Dünyada halihazırda neredeyse alenen görülebilecek bir devlet-şiddet ittifakı varsa, "sivilizasyon"un içine sürüklendiği trajediyi oturun bir düşünün. Ben, belki tamamen bilinçli ve planlı bir şekilde olmaksızın, belki de yüzlerce yılın el alışkanlığı olarak devlet-şiddet ittifaklarının, bu ittifakı bir hegemonya aracı gibi gördüklerini ve sivil halkları boksör torbası gibi kullandığını düşünüyorum.
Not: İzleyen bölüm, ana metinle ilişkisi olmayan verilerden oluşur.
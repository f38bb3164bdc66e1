// Copyright (c) 2025 Soumyadip Sarkar.
// All rights reserved.
//
// This source code is licensed under the license found in the
// LICENSE file in the root directory of this source tree.

use anyhow::Result;
use clap::ArgMatches;

use crate::models::{Category, ExpenseInput};
use crate::store::{ExpenseStore, ListOptions, SortKey};
use crate::utils::{fmt_money, maybe_print_json, parse_amount, parse_date, pretty_table};

pub fn handle(store: &mut ExpenseStore, m: &ArgMatches) -> Result<()> {
    match m.subcommand() {
        Some(("add", sub)) => add(store, sub)?,
        Some(("edit", sub)) => edit(store, sub)?,
        Some(("rm", sub)) => rm(store, sub)?,
        Some(("list", sub)) => list(store, sub)?,
        _ => {}
    }
    Ok(())
}

fn parse_input(sub: &ArgMatches) -> Result<ExpenseInput> {
    let title = sub.get_one::<String>("title").cloned().unwrap_or_default();
    if title.trim().is_empty() {
        anyhow::bail!("title: Please enter expense title");
    }
    // Required args are enforced by clap; unwraps below cannot fire.
    let amount = parse_amount(sub.get_one::<String>("amount").unwrap())?;
    let category: Category = sub.get_one::<String>("category").unwrap().parse()?;
    let date = parse_date(sub.get_one::<String>("date").unwrap())?;
    Ok(ExpenseInput {
        title,
        amount,
        category,
        date,
    })
}

fn add(store: &mut ExpenseStore, sub: &ArgMatches) -> Result<()> {
    let input = parse_input(sub)?;
    let expense = store.add(input);
    println!(
        "Expense added successfully! (id {}, {} {} on {})",
        expense.id,
        fmt_money(&expense.amount),
        expense.category,
        expense.date
    );
    Ok(())
}

fn edit(store: &mut ExpenseStore, sub: &ArgMatches) -> Result<()> {
    let id = sub.get_one::<String>("id").unwrap();
    let input = parse_input(sub)?;
    store.update(id, input)?;
    println!("Expense updated successfully!");
    Ok(())
}

fn rm(store: &mut ExpenseStore, sub: &ArgMatches) -> Result<()> {
    let id = sub.get_one::<String>("id").unwrap();
    let removed = store.remove(id)?;
    println!("Expense deleted successfully! ('{}')", removed.title);
    Ok(())
}

/// Optional `--category` restriction, shared with the summary commands.
pub fn category_filter(sub: &ArgMatches) -> Result<Option<Category>> {
    match sub.get_one::<String>("category") {
        Some(s) => Ok(Some(s.parse::<Category>()?)),
        None => Ok(None),
    }
}

pub fn list_options(sub: &ArgMatches) -> Result<ListOptions> {
    let category = category_filter(sub)?;
    let sort = match sub.get_one::<String>("sort").map(String::as_str) {
        Some("amount") => Some(SortKey::Amount),
        Some("date") => Some(SortKey::Date),
        _ => None,
    };
    Ok(ListOptions {
        category,
        sort,
        descending: sub.get_flag("desc"),
    })
}

fn list(store: &ExpenseStore, sub: &ArgMatches) -> Result<()> {
    let expenses = store.list(list_options(sub)?);
    let json_flag = sub.get_flag("json");
    let jsonl_flag = sub.get_flag("jsonl");
    if maybe_print_json(json_flag, jsonl_flag, &expenses)? {
        return Ok(());
    }
    if expenses.is_empty() {
        println!("No expenses added yet");
        return Ok(());
    }
    let rows: Vec<Vec<String>> = expenses
        .iter()
        .map(|e| {
            vec![
                e.id.clone(),
                e.title.clone(),
                fmt_money(&e.amount),
                format!("{} {}", e.category.icon(), e.category),
                e.date.format("%b %d, %Y").to_string(),
            ]
        })
        .collect();
    println!(
        "{}",
        pretty_table(&["Id", "Title", "Amount", "Category", "Date"], rows)
    );
    Ok(())
}
// Copyright (c) 2025 Soumyadip Sarkar.
// All rights reserved.
//
// This source code is licensed under the license found in the
// LICENSE file in the root directory of this source tree.

//! Thin client for the external auth service. Each operation is a single
//! request/response exchange; there is no retry, token refresh, or session
//! expiry handling.

use once_cell::sync::Lazy;
use regex::Regex;
use serde::{Deserialize, Serialize};
use thiserror::Error;

use crate::utils::http_client;

#[derive(Debug, Error)]
pub enum AuthError {
    #[error("{field}: {reason}")]
    Validation { field: &'static str, reason: String },
    #[error("Passwords do not match!")]
    PasswordMismatch,
    #[error("{0}")]
    Remote(String),
    #[error("Request failed: {0}")]
    Http(#[from] reqwest::Error),
}

#[derive(Debug, Clone, Serialize, Deserialize, PartialEq, Eq)]
pub struct User {
    pub id: String,
    pub email: String,
    pub name: String,
}

#[derive(Debug, Clone, Deserialize)]
#[serde(rename_all = "camelCase")]
pub struct AuthData {
    pub user: User,
    pub access_token: String,
    pub refresh_token: String,
}

/// Response shape shared by every auth endpoint. `data` is absent on the
/// endpoints that return no token pair.
#[derive(Debug, Clone, Deserialize)]
pub struct AuthResponse {
    pub success: bool,
    #[serde(default)]
    pub message: String,
    #[serde(default)]
    pub data: Option<AuthData>,
}

#[derive(Serialize)]
struct RegisterBody<'a> {
    name: &'a str,
    email: &'a str,
    password: &'a str,
}

#[derive(Serialize)]
struct LoginBody<'a> {
    email: &'a str,
    password: &'a str,
}

#[derive(Serialize)]
#[serde(rename_all = "camelCase")]
struct ChangePasswordBody<'a> {
    old_password: &'a str,
    new_password: &'a str,
}

#[derive(Serialize)]
struct ForgotPasswordBody<'a> {
    email: &'a str,
}

#[derive(Serialize)]
#[serde(rename_all = "camelCase")]
struct ResetPasswordBody<'a> {
    token: &'a str,
    new_password: &'a str,
}

static EMAIL_RE: Lazy<Regex> = Lazy::new(|| {
    Regex::new(r"^[^@\s]+@[^@\s]+\.[^@\s]+$").expect("email pattern")
});

pub fn check_email(email: &str) -> Result<(), AuthError> {
    if email.trim().is_empty() {
        return Err(AuthError::Validation {
            field: "email",
            reason: "Please enter your email".to_string(),
        });
    }
    if !EMAIL_RE.is_match(email) {
        return Err(AuthError::Validation {
            field: "email",
            reason: "Enter a valid email".to_string(),
        });
    }
    Ok(())
}

fn check_password(password: &str) -> Result<(), AuthError> {
    if password.is_empty() {
        return Err(AuthError::Validation {
            field: "password",
            reason: "Please enter your password".to_string(),
        });
    }
    Ok(())
}

pub struct AuthClient {
    http: reqwest::blocking::Client,
    base_url: String,
}

impl AuthClient {
    pub fn new(base_url: &str) -> anyhow::Result<Self> {
        Ok(Self {
            http: http_client()?,
            base_url: base_url.trim_end_matches('/').to_string(),
        })
    }

    pub fn login(&self, email: &str, password: &str) -> Result<AuthResponse, AuthError> {
        check_email(email)?;
        check_password(password)?;
        self.post(
            "/auth/login",
            &LoginBody { email, password },
            None,
            "Login failed. Please check your credentials.",
        )
    }

    pub fn register(
        &self,
        name: &str,
        email: &str,
        password: &str,
    ) -> Result<AuthResponse, AuthError> {
        if name.trim().is_empty() {
            return Err(AuthError::Validation {
                field: "name",
                reason: "Please enter your full name".to_string(),
            });
        }
        check_email(email)?;
        check_password(password)?;
        self.post(
            "/auth/register",
            &RegisterBody {
                name,
                email,
                password,
            },
            None,
            "Registration failed. Please try again.",
        )
    }

    pub fn logout(&self, access_token: &str) -> Result<AuthResponse, AuthError> {
        self.post(
            "/auth/logout",
            &serde_json::json!({}),
            Some(access_token),
            "Logout failed. Please try again.",
        )
    }

    pub fn change_password(
        &self,
        access_token: &str,
        old_password: &str,
        new_password: &str,
    ) -> Result<AuthResponse, AuthError> {
        check_password(old_password)?;
        check_password(new_password)?;
        self.post(
            "/auth/change-password",
            &ChangePasswordBody {
                old_password,
                new_password,
            },
            Some(access_token),
            "Password change failed. Please try again.",
        )
    }

    pub fn forgot_password(&self, email: &str) -> Result<AuthResponse, AuthError> {
        check_email(email)?;
        self.post(
            "/auth/forgot-password",
            &ForgotPasswordBody { email },
            None,
            "Request failed. Please try again.",
        )
    }

    pub fn reset_password(
        &self,
        token: &str,
        new_password: &str,
    ) -> Result<AuthResponse, AuthError> {
        check_password(new_password)?;
        self.post(
            "/auth/reset-password",
            &ResetPasswordBody {
                token,
                new_password,
            },
            None,
            "Password reset failed. Please try again.",
        )
    }

    fn post<B: Serialize>(
        &self,
        path: &str,
        body: &B,
        bearer: Option<&str>,
        fallback: &str,
    ) -> Result<AuthResponse, AuthError> {
        let mut req = self.http.post(format!("{}{}", self.base_url, path)).json(body);
        if let Some(token) = bearer {
            req = req.bearer_auth(token);
        }
        let resp = req.send()?;
        let status = resp.status();
        // Error bodies share the response shape; fall back to a generic
        // message when the body is not parseable.
        let parsed: Result<AuthResponse, _> = resp.json();
        match parsed {
            Ok(r) if status.is_success() && r.success => Ok(r),
            Ok(r) if !r.message.is_empty() => Err(AuthError::Remote(r.message)),
            _ => Err(AuthError::Remote(fallback.to_string())),
        }
    }
}
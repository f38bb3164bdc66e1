// Copyright (c) AlphaVelocity.
// All rights reserved.
//
// This source code is licensed under the license found in the
// LICENSE file in the root directory of this source tree.

pub mod auth;
pub mod cli;
pub mod commands;
pub mod models;
pub mod session;
pub mod stats;
pub mod store;
pub mod utils;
Bir farkla... Devletler kalıyor, şiddet ve terör odakları sürekli olarak değişiyor.
İnsanlığın en eski kültürü, ne yazık ki hâlâ devam etmekte olan "savaş kültürü"dür. Milattan sonra 50 yılında Romalılar'ın Roma'da inşa ettikleri dünyanın en büyük hipodromunda gladyatörlerle atlı arabalar birbirleriyle yarışıyorlardı. İnsanlar aslanlarla boğuşturuluyordu. Yılda ortalama 50 savaşçı yarışçı hayatını kaybediyordu, Romalı plebler de bu kanlı yarışları seyrederek, bahis oynuyorlardı. Şimdi ise dünya, kocaman bir şiddet hipodromuna döndü. Bir zamanlar, büyük "önder" Mao Zedung'un peşinden uzun yürüyüşe katılmış çıplak ayaklı komünistlerin çocukları da artık, 100 dolar fazla kazanabilmek için tekstil fabrikalarında ömür çürütüyorlar. Bir savaştan başka bir savaşa... Savaş sanki insanoğlunun kaderi.
"Dünyanın dev silah şirketlerinin yıllık cirosu nedir" diye çıkıp sorsanız, size embesil gözüyle bakarlar. Binlerce şiddet piyonundan biri, farkında olmadan bilincine saplanmış o "savaş kültürü" ile beline bombayı bağlayıp, "direniş" sürdürürken, ne ölümüne sebep olduğu çocukların acısını hisseder, ne de elinde tuttuğu silahın kime kazanç yazdığına bakar. Ne, dev inşaat şirketlerinin Irak'ı yeniden inşa etmenin bilanço kârlarını hesaplamakta olduğunun; ne de dev petrol şirketlerinin pompayı nereye sokacaklarını düşünmekte olduklarının bilincindedir. İnsanoğlunun içine düşürüldüğü en büyük bataklık, ne bir zamanların Vietnam bataklığı, ne Irak bataklığı ne de Afganistan'dır. Biri biter, diğeri başlar. İçine sürüklendiğimiz en eski bataklık, savaş kültürü bataklığıdır!